Suppose $\{\mathbf{X}_1,\mathbf{X}_2,\cdots,\mathbf{X}_n\}$ are $n$ iid random variables uniformly drawn from $\{-1,1\}$ and $n$ is odd. Then \begin{align} \mathbb{E}|\sum_{i=1}^n\mathbf{X}_i|= 2\sum_{k=0}^{(n-1)/2} {n\choose k}(2n-k)2^{-n}=n{n-1\choose (n-1)/2}2^{1-n} \end{align} The above can be verified by some calculations.
Why does it hold that every $\mathbf{X}_i$'s contribution to $\mathbb{E}|\sum_{i=1}^n\mathbf{X}_i|$ is the probability that exactly half of the other random variables are taken $1$ and half are taken $-1$? This can be seen from simply do some calculations but are there any intuitive explanations?
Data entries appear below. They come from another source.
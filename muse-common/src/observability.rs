//! Shared observability helpers for binaries and integration tests.
//!
//! The logging initializer centralises our `tracing` setup so that every
//! binary emits into the same rolling file sink. Call [`init_logging`] once
//! near process start; additional callers are treated as no-ops and simply
//! receive the resolved log file path. The TUI owns the terminal, so logs
//! never go to stdout — only to the file sink and (optionally) stderr.

use std::path::{Path, PathBuf};
use std::sync::OnceLock;

use anyhow::Context;
use chrono::Local;
use tracing_appender::non_blocking::WorkerGuard;
use tracing_appender::rolling;
use tracing_subscriber::{fmt, layer::SubscriberExt, util::SubscriberInitExt, EnvFilter};

static LOG_GUARD: OnceLock<WorkerGuard> = OnceLock::new();
static LOG_PATH: OnceLock<PathBuf> = OnceLock::new();

/// Output encoding for structured logs.
#[derive(Debug, Clone, Copy)]
pub enum LogFormat {
    Text,
    Json,
}

/// Configuration passed to [`init_logging`].
#[derive(Debug, Clone)]
pub struct LogConfig {
    /// Logical name of the component (used for defaults and file names).
    pub app_name: &'static str,
    /// Optional explicit directory for log output. If `None`, we consult
    /// `MUSE_LOG_DIR` and finally fall back to `~/.local/share/<app_name>`.
    pub log_dir: Option<PathBuf>,
    /// Whether to duplicate events to `stderr` in addition to the file sink.
    pub emit_stderr: bool,
    /// Preferred log encoding.
    pub format: LogFormat,
    /// Default filter applied when `RUST_LOG` is unset.
    pub default_filter: &'static str,
}

impl Default for LogConfig {
    fn default() -> Self {
        Self {
            app_name: "muse",
            log_dir: None,
            emit_stderr: false,
            format: LogFormat::Text,
            default_filter: "info",
        }
    }
}

/// Initialise the global `tracing` subscriber.
///
/// Returns the concrete log file path for the current day. Subsequent calls
/// are cheap and simply hand back the originally resolved location.
pub fn init_logging(config: LogConfig) -> anyhow::Result<PathBuf> {
    if let Some(path) = LOG_PATH.get() {
        return Ok(path.clone());
    }

    let resolved_dir = resolve_log_dir(config.app_name, config.log_dir.as_deref());
    std::fs::create_dir_all(&resolved_dir)
        .with_context(|| format!("failed to create log directory: {}", resolved_dir.display()))?;

    let log_filename = format!("{}.log", config.app_name);
    let today = Local::now().format("%Y-%m-%d").to_string();
    // rolling::daily names files `<prefix>.<date>` inside the directory.
    let full_path = resolved_dir.join(format!("{log_filename}.{today}"));

    let appender = rolling::daily(resolved_dir, log_filename);
    let (writer, guard) = tracing_appender::non_blocking(appender);
    let _ = LOG_GUARD.set(guard);

    let env_filter =
        EnvFilter::try_from_default_env().unwrap_or_else(|_| EnvFilter::new(config.default_filter));

    match (config.format, config.emit_stderr) {
        (LogFormat::Text, false) => {
            tracing_subscriber::registry()
                .with(env_filter)
                .with(fmt::layer().with_writer(writer).with_ansi(false))
                .try_init()
                .map_err(|e| anyhow::anyhow!("tracing setup failed: {e}"))?;
        }
        (LogFormat::Text, true) => {
            tracing_subscriber::registry()
                .with(env_filter)
                .with(fmt::layer().with_writer(writer).with_ansi(false))
                .with(fmt::layer().with_writer(std::io::stderr))
                .try_init()
                .map_err(|e| anyhow::anyhow!("tracing setup failed: {e}"))?;
        }
        (LogFormat::Json, false) => {
            tracing_subscriber::registry()
                .with(env_filter)
                .with(fmt::layer().json().with_writer(writer))
                .try_init()
                .map_err(|e| anyhow::anyhow!("tracing setup failed: {e}"))?;
        }
        (LogFormat::Json, true) => {
            tracing_subscriber::registry()
                .with(env_filter)
                .with(fmt::layer().json().with_writer(writer))
                .with(fmt::layer().json().with_writer(std::io::stderr))
                .try_init()
                .map_err(|e| anyhow::anyhow!("tracing setup failed: {e}"))?;
        }
    }

    let _ = LOG_PATH.set(full_path.clone());
    Ok(full_path)
}

fn resolve_log_dir(app_name: &str, explicit: Option<&Path>) -> PathBuf {
    if let Some(dir) = explicit {
        return expand_home(dir);
    }

    if let Ok(env_dir) = std::env::var("MUSE_LOG_DIR") {
        return expand_home(Path::new(&env_dir));
    }

    default_data_dir(app_name)
}

fn expand_home(path: &Path) -> PathBuf {
    if let Some(rest) = path.to_str().and_then(|s| s.strip_prefix("~/")) {
        if let Ok(home) = std::env::var("HOME") {
            return PathBuf::from(home).join(rest);
        }
    }
    path.to_path_buf()
}

fn default_data_dir(app_name: &str) -> PathBuf {
    if let Ok(home) = std::env::var("HOME") {
        PathBuf::from(home)
            .join(".local")
            .join("share")
            .join(app_name)
    } else {
        PathBuf::from(".").join(app_name)
    }
}
use crate::Quote;
use serde::Deserialize;

const UNKNOWN_AUTHOR: &str = "Unknown";

/// quotable.io element: `{"content": "...", "author": "..."}`.
#[derive(Debug, Clone, Deserialize)]
pub struct ContentQuote {
    pub content: String,
    #[serde(default)]
    pub author: Option<String>,
}

/// dummyjson-style element: `{"quote": "...", "author": "..."}`.
#[derive(Debug, Clone, Deserialize)]
pub struct PlainQuote {
    pub quote: String,
    #[serde(default)]
    pub author: Option<String>,
}

impl From<ContentQuote> for Quote {
    fn from(q: ContentQuote) -> Self {
        Quote {
            text: q.content,
            author: q.author.unwrap_or_else(|| UNKNOWN_AUTHOR.into()),
        }
    }
}

impl From<PlainQuote> for Quote {
    fn from(q: PlainQuote) -> Self {
        Quote {
            text: q.quote,
            author: q.author.unwrap_or_else(|| UNKNOWN_AUTHOR.into()),
        }
    }
}

#[cfg(test)]
mod tests {
    use super::*;

    #[test]
    fn content_element_maps_text_and_author() {
        let q: ContentQuote =
            serde_json::from_str(r#"{"content":"Stay curious.","author":"A. Nony"}"#).unwrap();
        let quote = Quote::from(q);
        assert_eq!(quote.text, "Stay curious.");
        assert_eq!(quote.author, "A. Nony");
    }

    #[test]
    fn missing_author_defaults_to_unknown() {
        let q: PlainQuote = serde_json::from_str(r#"{"quote":"Onward."}"#).unwrap();
        let quote = Quote::from(q);
        assert_eq!(quote.author, "Unknown");
    }
}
The additional $X_i$ is going to boost the expectation of the absolute value of the sum if it's got the same sign as the rest of the sum, and is going to decrease that quantity if it's got the opposite sign; these two cases (same/opposite sign) are equiprobable and therefore the contribution from $X_i$ in these two cases cancels out.
That leaves the case that the other summands exactly cancel, in which case $X_i$ always contributes exactly 1.